Print each entry below precisely as shown.

» **RECORDED INFORMATION**:
*** Begin section ***

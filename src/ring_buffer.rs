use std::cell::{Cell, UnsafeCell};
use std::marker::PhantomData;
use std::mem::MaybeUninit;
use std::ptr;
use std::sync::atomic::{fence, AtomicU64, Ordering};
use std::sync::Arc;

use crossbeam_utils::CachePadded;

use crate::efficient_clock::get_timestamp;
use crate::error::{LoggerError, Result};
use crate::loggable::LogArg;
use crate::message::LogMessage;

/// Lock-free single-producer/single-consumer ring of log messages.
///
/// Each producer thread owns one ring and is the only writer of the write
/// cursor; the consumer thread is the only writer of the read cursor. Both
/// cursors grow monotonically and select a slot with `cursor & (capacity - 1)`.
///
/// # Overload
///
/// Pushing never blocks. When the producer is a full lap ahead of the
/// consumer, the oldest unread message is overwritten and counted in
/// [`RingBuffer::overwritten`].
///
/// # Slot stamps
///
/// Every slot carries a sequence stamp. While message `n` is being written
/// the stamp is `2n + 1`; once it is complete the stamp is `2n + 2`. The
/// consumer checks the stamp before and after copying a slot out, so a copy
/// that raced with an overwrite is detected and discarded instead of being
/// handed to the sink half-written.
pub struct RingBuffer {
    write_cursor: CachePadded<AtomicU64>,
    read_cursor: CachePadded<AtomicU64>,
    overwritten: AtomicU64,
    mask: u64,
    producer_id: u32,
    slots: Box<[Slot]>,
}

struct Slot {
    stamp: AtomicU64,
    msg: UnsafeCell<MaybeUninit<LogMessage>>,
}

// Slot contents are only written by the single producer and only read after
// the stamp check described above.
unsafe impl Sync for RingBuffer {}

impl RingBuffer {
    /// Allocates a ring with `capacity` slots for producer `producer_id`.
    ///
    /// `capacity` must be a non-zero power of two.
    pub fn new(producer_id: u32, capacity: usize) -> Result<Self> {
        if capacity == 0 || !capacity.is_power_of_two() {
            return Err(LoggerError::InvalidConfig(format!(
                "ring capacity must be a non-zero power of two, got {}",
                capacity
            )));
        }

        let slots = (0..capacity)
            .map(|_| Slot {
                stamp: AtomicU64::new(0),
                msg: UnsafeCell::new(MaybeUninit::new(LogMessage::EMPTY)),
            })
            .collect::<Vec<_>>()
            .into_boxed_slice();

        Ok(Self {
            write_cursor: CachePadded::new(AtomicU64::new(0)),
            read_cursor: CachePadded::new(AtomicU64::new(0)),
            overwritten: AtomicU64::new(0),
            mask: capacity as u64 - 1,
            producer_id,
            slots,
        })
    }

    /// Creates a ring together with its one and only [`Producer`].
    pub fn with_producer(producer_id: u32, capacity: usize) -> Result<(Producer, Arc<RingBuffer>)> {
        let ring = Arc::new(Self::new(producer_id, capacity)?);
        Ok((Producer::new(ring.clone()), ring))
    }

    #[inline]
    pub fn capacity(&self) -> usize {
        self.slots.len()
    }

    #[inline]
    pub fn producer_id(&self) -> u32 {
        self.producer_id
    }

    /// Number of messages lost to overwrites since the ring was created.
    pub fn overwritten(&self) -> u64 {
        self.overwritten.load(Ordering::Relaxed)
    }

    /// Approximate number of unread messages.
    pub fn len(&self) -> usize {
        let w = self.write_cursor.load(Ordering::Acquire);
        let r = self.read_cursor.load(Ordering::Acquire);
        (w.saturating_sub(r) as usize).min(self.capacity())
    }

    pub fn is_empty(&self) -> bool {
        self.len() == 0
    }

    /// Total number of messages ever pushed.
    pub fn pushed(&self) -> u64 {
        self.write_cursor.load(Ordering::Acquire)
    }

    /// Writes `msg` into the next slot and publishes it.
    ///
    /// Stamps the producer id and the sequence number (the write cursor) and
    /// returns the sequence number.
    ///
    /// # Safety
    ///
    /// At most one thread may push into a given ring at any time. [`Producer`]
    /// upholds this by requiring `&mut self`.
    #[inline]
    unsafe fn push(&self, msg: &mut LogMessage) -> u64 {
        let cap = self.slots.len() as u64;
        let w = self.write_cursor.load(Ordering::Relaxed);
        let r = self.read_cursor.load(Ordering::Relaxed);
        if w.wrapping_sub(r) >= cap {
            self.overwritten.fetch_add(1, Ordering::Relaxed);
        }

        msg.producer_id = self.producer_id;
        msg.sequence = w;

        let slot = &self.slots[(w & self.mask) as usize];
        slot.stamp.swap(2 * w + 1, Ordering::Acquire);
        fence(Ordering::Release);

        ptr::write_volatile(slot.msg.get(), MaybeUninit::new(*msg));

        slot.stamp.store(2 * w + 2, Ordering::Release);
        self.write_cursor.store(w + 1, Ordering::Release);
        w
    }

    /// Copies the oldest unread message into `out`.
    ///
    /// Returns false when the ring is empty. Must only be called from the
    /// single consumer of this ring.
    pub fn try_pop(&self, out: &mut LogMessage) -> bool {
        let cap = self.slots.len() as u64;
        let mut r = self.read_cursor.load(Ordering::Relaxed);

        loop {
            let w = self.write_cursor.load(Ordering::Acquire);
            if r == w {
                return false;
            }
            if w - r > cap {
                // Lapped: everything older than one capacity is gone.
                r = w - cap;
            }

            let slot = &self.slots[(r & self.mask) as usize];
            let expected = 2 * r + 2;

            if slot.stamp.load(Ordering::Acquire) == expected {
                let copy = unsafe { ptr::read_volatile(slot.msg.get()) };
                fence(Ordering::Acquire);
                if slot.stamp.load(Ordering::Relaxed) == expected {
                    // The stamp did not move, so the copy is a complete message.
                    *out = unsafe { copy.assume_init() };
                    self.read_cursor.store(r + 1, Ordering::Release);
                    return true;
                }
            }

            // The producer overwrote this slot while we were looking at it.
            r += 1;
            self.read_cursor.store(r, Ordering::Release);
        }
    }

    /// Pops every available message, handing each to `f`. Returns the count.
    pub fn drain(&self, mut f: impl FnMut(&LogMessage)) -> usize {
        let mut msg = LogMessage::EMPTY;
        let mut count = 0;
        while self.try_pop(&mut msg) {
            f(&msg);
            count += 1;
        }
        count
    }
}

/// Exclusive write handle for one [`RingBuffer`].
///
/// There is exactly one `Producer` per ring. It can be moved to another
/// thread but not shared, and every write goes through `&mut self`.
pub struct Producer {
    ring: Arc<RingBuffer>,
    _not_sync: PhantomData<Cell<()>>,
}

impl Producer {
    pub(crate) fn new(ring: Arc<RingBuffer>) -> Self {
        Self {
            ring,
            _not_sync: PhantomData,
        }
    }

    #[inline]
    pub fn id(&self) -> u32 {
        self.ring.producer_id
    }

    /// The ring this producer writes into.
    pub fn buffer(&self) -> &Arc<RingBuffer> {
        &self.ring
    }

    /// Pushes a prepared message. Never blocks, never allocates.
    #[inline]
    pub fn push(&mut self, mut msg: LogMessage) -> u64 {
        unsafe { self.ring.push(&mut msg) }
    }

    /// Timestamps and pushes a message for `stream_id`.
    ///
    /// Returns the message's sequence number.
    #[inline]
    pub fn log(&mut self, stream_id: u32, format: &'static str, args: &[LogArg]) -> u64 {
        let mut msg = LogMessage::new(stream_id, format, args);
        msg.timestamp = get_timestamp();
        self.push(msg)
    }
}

*** End section ***

» **EXPECTED ANSWER**:
filename src/ring_buffer.rs
use std::cell::{Cell, UnsafeCell};
use std::marker::PhantomData;
use std::mem::MaybeUninit;
use std::ptr;
use std::sync::atomic::{fence, AtomicU64, Ordering};
use std::sync::Arc;

use crossbeam_utils::CachePadded;

use crate::efficient_clock::get_timestamp;
use crate::error::{LoggerError, Result};
use crate::loggable::LogArg;
use crate::message::LogMessage;

/// Lock-free single-producer/single-consumer ring of log messages.
///
/// Each producer thread owns one ring and is the only writer of the write
/// cursor; the consumer thread is the only writer of the read cursor. Both
/// cursors grow monotonically and select a slot with `cursor & (capacity - 1)`.
///
/// # Overload
///
/// Pushing never blocks. When the producer is a full lap ahead of the
/// consumer, the oldest unread message is overwritten and counted in
/// [`RingBuffer::overwritten`].
///
/// # Slot stamps
///
/// Every slot carries a sequence stamp. While message `n` is being written
/// the stamp is `2n + 1`; once it is complete the stamp is `2n + 2`. The
/// consumer checks the stamp before and after copying a slot out, so a copy
/// that raced with an overwrite is detected and discarded instead of being
/// handed to the sink half-written.
pub struct RingBuffer {
    write_cursor: CachePadded<AtomicU64>,
    read_cursor: CachePadded<AtomicU64>,
    overwritten: AtomicU64,
    mask: u64,
    producer_id: u32,
    slots: Box<[Slot]>,
}

struct Slot {
    stamp: AtomicU64,
    msg: UnsafeCell<MaybeUninit<LogMessage>>,
}

// Slot contents are only written by the single producer and only read after
// the stamp check described above.
unsafe impl Sync for RingBuffer {}

impl RingBuffer {
    /// Allocates a ring with `capacity` slots for producer `producer_id`.
    ///
    /// `capacity` must be a non-zero power of two.
    pub fn new(producer_id: u32, capacity: usize) -> Result<Self> {
        if capacity == 0 || !capacity.is_power_of_two() {
            return Err(LoggerError::InvalidConfig(format!(
                "ring capacity must be a non-zero power of two, got {}",
                capacity
            )));
        }

        let slots = (0..capacity)
            .map(|_| Slot {
                stamp: AtomicU64::new(0),
                msg: UnsafeCell::new(MaybeUninit::new(LogMessage::EMPTY)),
            })
            .collect::<Vec<_>>()
            .into_boxed_slice();

        Ok(Self {
            write_cursor: CachePadded::new(AtomicU64::new(0)),
            read_cursor: CachePadded::new(AtomicU64::new(0)),
            overwritten: AtomicU64::new(0),
            mask: capacity as u64 - 1,
            producer_id,
            slots,
        })
    }

    /// Creates a ring together with its one and only [`Producer`].
    pub fn with_producer(producer_id: u32, capacity: usize) -> Result<(Producer, Arc<RingBuffer>)> {
        let ring = Arc::new(Self::new(producer_id, capacity)?);
        Ok((Producer::new(ring.clone()), ring))
    }

    #[inline]
    pub fn capacity(&self) -> usize {
        self.slots.len()
    }

    #[inline]
    pub fn producer_id(&self) -> u32 {
        self.producer_id
    }

    /// Number of messages lost to overwrites since the ring was created.
    pub fn overwritten(&self) -> u64 {
        self.overwritten.load(Ordering::Relaxed)
    }

    /// Approximate number of unread messages.
    pub fn len(&self) -> usize {
        let w = self.write_cursor.load(Ordering::Acquire);
        let r = self.read_cursor.load(Ordering::Acquire);
        (w.saturating_sub(r) as usize).min(self.capacity())
    }

    pub fn is_empty(&self) -> bool {
        self.len() == 0
    }

    /// Total number of messages ever pushed.
    pub fn pushed(&self) -> u64 {
        self.write_cursor.load(Ordering::Acquire)
    }

    /// Writes `msg` into the next slot and publishes it.
    ///
    /// Stamps the producer id and the sequence number (the write cursor) and
    /// returns the sequence number.
    ///
    /// # Safety
    ///
    /// At most one thread may push into a given ring at any time. [`Producer`]
    /// upholds this by requiring `&mut self`.
    #[inline]
    unsafe fn push(&self, msg: &mut LogMessage) -> u64 {
        let cap = self.slots.len() as u64;
        let w = self.write_cursor.load(Ordering::Relaxed);
        let r = self.read_cursor.load(Ordering::Relaxed);
        if w.wrapping_sub(r) >= cap {
            self.overwritten.fetch_add(1, Ordering::Relaxed);
        }

        msg.producer_id = self.producer_id;
        msg.sequence = w;

        let slot = &self.slots[(w & self.mask) as usize];
        slot.stamp.swap(2 * w + 1, Ordering::Acquire);
        fence(Ordering::Release);

        ptr::write_volatile(slot.msg.get(), MaybeUninit::new(*msg));

        slot.stamp.store(2 * w + 2, Ordering::Release);
        self.write_cursor.store(w + 1, Ordering::Release);
        w
    }

    /// Copies the oldest unread message into `out`.
    ///
    /// Returns false when the ring is empty. Must only be called from the
    /// single consumer of this ring.
    pub fn try_pop(&self, out: &mut LogMessage) -> bool {
        let cap = self.slots.len() as u64;
        let mut r = self.read_cursor.load(Ordering::Relaxed);

        loop {
            let w = self.write_cursor.load(Ordering::Acquire);
            if r == w {
                return false;
            }
            if w - r > cap {
                // Lapped: everything older than one capacity is gone.
                r = w - cap;
            }

            let slot = &self.slots[(r & self.mask) as usize];
            let expected = 2 * r + 2;

            if slot.stamp.load(Ordering::Acquire) == expected {
                let copy = unsafe { ptr::read_volatile(slot.msg.get()) };
                fence(Ordering::Acquire);
                if slot.stamp.load(Ordering::Relaxed) == expected {
                    // The stamp did not move, so the copy is a complete message.
                    *out = unsafe { copy.assume_init() };
                    self.read_cursor.store(r + 1, Ordering::Release);
                    return true;
                }
            }

            // The producer overwrote this slot while we were looking at it.
            r += 1;
            self.read_cursor.store(r, Ordering::Release);
        }
    }

    /// Pops every available message, handing each to `f`. Returns the count.
    pub fn drain(&self, mut f: impl FnMut(&LogMessage)) -> usize {
        let mut msg = LogMessage::EMPTY;
        let mut count = 0;
        while self.try_pop(&mut msg) {
            f(&msg);
            count += 1;
        }
        count
    }
}

/// Exclusive write handle for one [`RingBuffer`].
///
/// There is exactly one `Producer` per ring. It can be moved to another
/// thread but not shared, and every write goes through `&mut self`.
pub struct Producer {
    ring: Arc<RingBuffer>,
    _not_sync: PhantomData<Cell<()>>,
}

impl Producer {
    pub(crate) fn new(ring: Arc<RingBuffer>) -> Self {
        Self {
            ring,
            _not_sync: PhantomData,
        }
    }

    #[inline]
    pub fn id(&self) -> u32 {
        self.ring.producer_id
    }

    /// The ring this producer writes into.
    pub fn buffer(&self) -> &Arc<RingBuffer> {
        &self.ring
    }

    /// Pushes a prepared message. Never blocks, never allocates.
    #[inline]
    pub fn push(&mut self, mut msg: LogMessage) -> u64 {
        unsafe { self.ring.push(&mut msg) }
    }

    /// Timestamps and pushes a message for `stream_id`.
    ///
    /// Returns the message's sequence number.
    #[inline]
    pub fn log(&mut self, stream_id: u32, format: &'static str, args: &[LogArg]) -> u64 {
        let mut msg = LogMessage::new(stream_id, format, args);
        msg.timestamp = get_timestamp();
        self.push(msg)
    }
}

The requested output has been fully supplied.